Apple et Nespresso se sont récemment engagées à devenir carboneutres pour l’ensemble de leurs produits et de leur chaîne logistique dans la prochaine décennie. Voici comment ces multinationales peuvent y arriver, à la condition de se soumettre à des standards élevés et à une surveillance stricte.
On sent que c’est important pour le consommateur
, explique Julie Pomerleau, vice-présidente marketing chez Nespresso au Canada. L’entreprise, présente dans 84 pays, a promis récemment que chaque tasse de café
serait carboneutre d’ici 2022.
D’abord, qu’est-ce que la carboneutralité? Fabien Durif, directeur de l’Observatoire de la consommation responsable de l’UQAM, la définit ainsi : Quand on se fixe un objectif de carboneutralité, c’est qu’on veut décarboniser toute sa chaîne de valeur, donc réduire les émissions de carbone au maximum. Puis, on devrait faire appel à une tierce partie pour évaluer cette réduction et voir combien d’émissions restantes il faudra compenser.

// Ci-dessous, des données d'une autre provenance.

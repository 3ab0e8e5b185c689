use super::*;
use crate::encode::sink::InMemorySink;
use crate::foundation::core::{Canvas, Fps};
use crate::page::bundle::{Bundle, CompositionEntry};
use crate::page::responder::BundleFactory;
use crate::page::scene::{Scene, SceneCtx};
use serde_json::json;
use std::sync::Arc;

/// Encodes the frame index into the red and green channels.
struct IndexScene {
    fail_at: Option<u64>,
}

impl Scene for IndexScene {
    fn render(&self, ctx: &SceneCtx<'_>) -> DriveResult<FrameRGBA> {
        if self.fail_at == Some(ctx.frame.0) {
            return Err(DriveError::validation(format!("boom at {}", ctx.frame)));
        }
        let c = crate::foundation::core::Rgba8Premul {
            r: (ctx.frame.0 % 256) as u8,
            g: (ctx.frame.0 / 256) as u8,
            b: 0,
            a: 255,
        };
        Ok(FrameRGBA::filled(ctx.canvas, c))
    }
}

fn factory(fail_at: Option<u64>) -> BundleFactory {
    let mut bundle = Bundle::new(".");
    bundle
        .register(CompositionEntry::new(
            "Counter",
            Canvas::new(4, 2).unwrap(),
            Fps::from_int(30).unwrap(),
            40,
            Arc::new(IndexScene { fail_at }),
        ))
        .unwrap();
    BundleFactory::new(Arc::new(bundle), json!({}))
}

fn red_of(frame: &FrameRGBA) -> u8 {
    frame.data[0]
}

#[test]
fn plan_defaults_to_full_range_and_checks_bounds() {
    let f = factory(None);
    let mut driver = Driver::new(f.open().unwrap(), DriverOpts::default());
    let plan = plan_job(&mut driver, &RenderJob::new("Counter")).unwrap();
    assert_eq!(plan.range, FrameRange::full(40));
    assert_eq!(plan.sink_config().unwrap().width, 4);

    let mut job = RenderJob::new("Counter");
    job.range = Some(FrameRange::parse("30-40").unwrap());
    assert!(matches!(
        plan_job(&mut driver, &job),
        Err(DriveError::FrameOutOfRange(_))
    ));

    job.range = Some(FrameRange::new(FrameIndex(3), FrameIndex(3)).unwrap());
    assert!(matches!(
        plan_job(&mut driver, &job),
        Err(DriveError::Validation(_))
    ));

    let err = plan_job(&mut driver, &RenderJob::new("Missing")).unwrap_err();
    assert!(err.to_string().contains("available: [Counter]"));
}

#[test]
fn parallel_range_is_ordered_and_matches_sequential() {
    let f = factory(None);
    let mut job = RenderJob::new("Counter");
    job.range = Some(FrameRange::parse("5-24").unwrap());

    let mut seq = InMemorySink::new();
    let stats = render_range(&f, &job, &mut seq).unwrap();
    assert_eq!(stats.frames_total, 20);
    assert_eq!(stats.frames_rendered, 20);
    assert_eq!(stats.workers, 1);

    job.workers = 3;
    job.channel_capacity = 1;
    let mut par = InMemorySink::new();
    let stats = render_range(&f, &job, &mut par).unwrap();
    assert_eq!(stats.workers, 3);
    assert!(par.is_finished());

    let idx: Vec<u64> = par.frames().iter().map(|(i, _)| i.0).collect();
    assert_eq!(idx, (5..25).collect::<Vec<_>>());
    for (i, frame) in par.frames() {
        assert_eq!(u64::from(red_of(frame)), i.0);
    }
    assert_eq!(seq.frames(), par.frames());
    assert_eq!(par.config().unwrap().fps.num, 30);
}

#[test]
fn workers_are_capped_by_frame_count() {
    let f = factory(None);
    let mut job = RenderJob::new("Counter");
    job.range = Some(FrameRange::parse("0-1").unwrap());
    job.workers = 8;
    let mut sink = InMemorySink::new();
    let stats = render_range(&f, &job, &mut sink).unwrap();
    assert_eq!(stats.workers, 2);
    assert_eq!(sink.frames().len(), 2);
}

#[test]
fn worker_failure_aborts_the_job() {
    let f = factory(Some(7));
    let mut job = RenderJob::new("Counter");
    job.workers = 2;
    let mut sink = InMemorySink::new();
    let err = render_range(&f, &job, &mut sink).unwrap_err();
    assert!(matches!(err, DriveError::Validation(_)));
    assert!(err.to_string().contains("boom at 7"));
    assert!(sink.frames().len() <= 7);
    assert!(!sink.is_finished());
}

#[test]
fn render_frame_seeks_a_fresh_page() {
    let f = factory(None);
    let frame = render_frame(&f, &RenderJob::new("Counter"), FrameIndex(12)).unwrap();
    assert_eq!(red_of(&frame), 12);
    assert!(matches!(
        render_frame(&f, &RenderJob::new("Counter"), FrameIndex(40)),
        Err(DriveError::FrameOutOfRange(_))
    ));
}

Toutes les actions doivent donc être calculées. Nespresso prétend que ses activités opérationnelles (usines, boutiques et logistique) et l’énergie utilisée sont déjà carboneutres. Il reste néanmoins encore du chemin à faire avec les 110 000 fermiers avec qui elle travaille pour la production de sa matière première : le café.
Parmi les mesures en place, on compte l’utilisation d’énergies renouvelables, l’utilisation du biogaz et du plastique recyclé pour la fabrication ainsi que la plantation d’arbres dans les plantations de café. Nespresso veut maintenant tripler sa capacité à planter des arbres
dans les pays producteurs comme la Colombie et le Guatemala, et soutenir des projets de conservation et de restauration des forêts. Pour y parvenir et atteindre ses objectifs, elle collabore entre autres avec des tierces parties comme Rainforest Alliance et Pur Project.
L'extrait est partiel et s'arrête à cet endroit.